## Provided records
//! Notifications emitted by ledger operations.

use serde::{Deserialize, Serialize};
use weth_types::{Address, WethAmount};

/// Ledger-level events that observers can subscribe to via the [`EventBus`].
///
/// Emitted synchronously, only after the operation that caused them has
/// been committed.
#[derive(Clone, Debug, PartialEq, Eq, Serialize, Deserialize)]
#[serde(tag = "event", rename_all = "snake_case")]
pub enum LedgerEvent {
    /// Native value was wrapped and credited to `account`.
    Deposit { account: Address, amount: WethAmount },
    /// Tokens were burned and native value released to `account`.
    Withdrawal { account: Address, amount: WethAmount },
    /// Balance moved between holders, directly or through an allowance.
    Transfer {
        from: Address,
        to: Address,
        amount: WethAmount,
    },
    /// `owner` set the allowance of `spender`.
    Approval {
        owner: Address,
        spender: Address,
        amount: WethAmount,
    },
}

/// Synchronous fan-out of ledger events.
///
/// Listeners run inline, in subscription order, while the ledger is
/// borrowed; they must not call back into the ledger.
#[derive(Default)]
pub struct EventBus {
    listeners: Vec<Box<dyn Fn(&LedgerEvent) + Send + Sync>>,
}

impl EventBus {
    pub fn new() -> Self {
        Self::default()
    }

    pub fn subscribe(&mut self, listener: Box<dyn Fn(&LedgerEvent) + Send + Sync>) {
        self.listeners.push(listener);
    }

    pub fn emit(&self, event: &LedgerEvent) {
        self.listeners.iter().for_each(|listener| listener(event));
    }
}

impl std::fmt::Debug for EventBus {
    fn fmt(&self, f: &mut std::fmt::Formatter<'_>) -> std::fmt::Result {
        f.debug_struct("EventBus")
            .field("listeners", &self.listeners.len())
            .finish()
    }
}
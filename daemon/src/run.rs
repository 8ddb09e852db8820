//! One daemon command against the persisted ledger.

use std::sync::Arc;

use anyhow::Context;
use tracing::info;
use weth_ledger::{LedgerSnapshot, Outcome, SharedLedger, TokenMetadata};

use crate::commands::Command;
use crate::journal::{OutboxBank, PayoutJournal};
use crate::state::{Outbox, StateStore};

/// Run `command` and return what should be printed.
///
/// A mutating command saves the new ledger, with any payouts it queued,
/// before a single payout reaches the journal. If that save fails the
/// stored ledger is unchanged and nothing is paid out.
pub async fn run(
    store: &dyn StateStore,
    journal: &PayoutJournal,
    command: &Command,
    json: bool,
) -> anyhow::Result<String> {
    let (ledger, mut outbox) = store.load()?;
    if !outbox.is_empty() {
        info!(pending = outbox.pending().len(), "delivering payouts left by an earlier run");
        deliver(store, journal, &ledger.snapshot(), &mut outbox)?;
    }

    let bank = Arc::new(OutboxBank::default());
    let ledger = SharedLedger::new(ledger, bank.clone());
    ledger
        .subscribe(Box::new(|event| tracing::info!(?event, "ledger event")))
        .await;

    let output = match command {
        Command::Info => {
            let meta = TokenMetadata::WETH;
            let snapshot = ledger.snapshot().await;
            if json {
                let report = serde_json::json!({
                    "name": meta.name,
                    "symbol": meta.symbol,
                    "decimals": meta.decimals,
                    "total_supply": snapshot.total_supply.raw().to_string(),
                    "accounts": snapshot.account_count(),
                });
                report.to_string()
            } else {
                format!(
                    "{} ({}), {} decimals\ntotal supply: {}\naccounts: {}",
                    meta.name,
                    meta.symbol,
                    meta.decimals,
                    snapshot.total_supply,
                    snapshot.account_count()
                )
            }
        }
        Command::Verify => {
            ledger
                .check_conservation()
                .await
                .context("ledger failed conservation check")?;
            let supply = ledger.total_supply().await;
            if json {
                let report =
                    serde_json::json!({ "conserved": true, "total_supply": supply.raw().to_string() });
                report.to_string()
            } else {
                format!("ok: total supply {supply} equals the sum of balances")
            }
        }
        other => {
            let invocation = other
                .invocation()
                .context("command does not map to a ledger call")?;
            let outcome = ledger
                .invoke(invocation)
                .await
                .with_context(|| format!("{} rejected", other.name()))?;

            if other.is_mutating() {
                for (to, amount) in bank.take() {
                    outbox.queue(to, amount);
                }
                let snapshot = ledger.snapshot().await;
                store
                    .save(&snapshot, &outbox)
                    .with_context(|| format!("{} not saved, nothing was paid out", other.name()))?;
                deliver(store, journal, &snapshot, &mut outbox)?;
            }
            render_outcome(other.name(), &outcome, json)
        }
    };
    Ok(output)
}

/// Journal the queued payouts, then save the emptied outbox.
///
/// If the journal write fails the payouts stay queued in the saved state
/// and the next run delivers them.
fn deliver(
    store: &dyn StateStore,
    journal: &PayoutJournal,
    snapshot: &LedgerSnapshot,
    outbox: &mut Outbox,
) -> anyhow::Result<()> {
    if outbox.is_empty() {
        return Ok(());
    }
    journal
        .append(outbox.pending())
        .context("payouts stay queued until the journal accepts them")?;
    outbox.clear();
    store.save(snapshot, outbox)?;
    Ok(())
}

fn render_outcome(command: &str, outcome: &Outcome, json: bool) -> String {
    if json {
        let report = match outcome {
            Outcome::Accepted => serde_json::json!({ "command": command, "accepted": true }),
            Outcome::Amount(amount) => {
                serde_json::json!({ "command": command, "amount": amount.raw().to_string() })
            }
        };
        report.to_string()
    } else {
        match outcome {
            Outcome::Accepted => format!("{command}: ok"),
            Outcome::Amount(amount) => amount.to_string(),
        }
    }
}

## Exercise details
Each line holding "anyhow" in the records should be copied out.

## Output for this task
use anyhow::Context;
) -> anyhow::Result<String> {
) -> anyhow::Result<()> {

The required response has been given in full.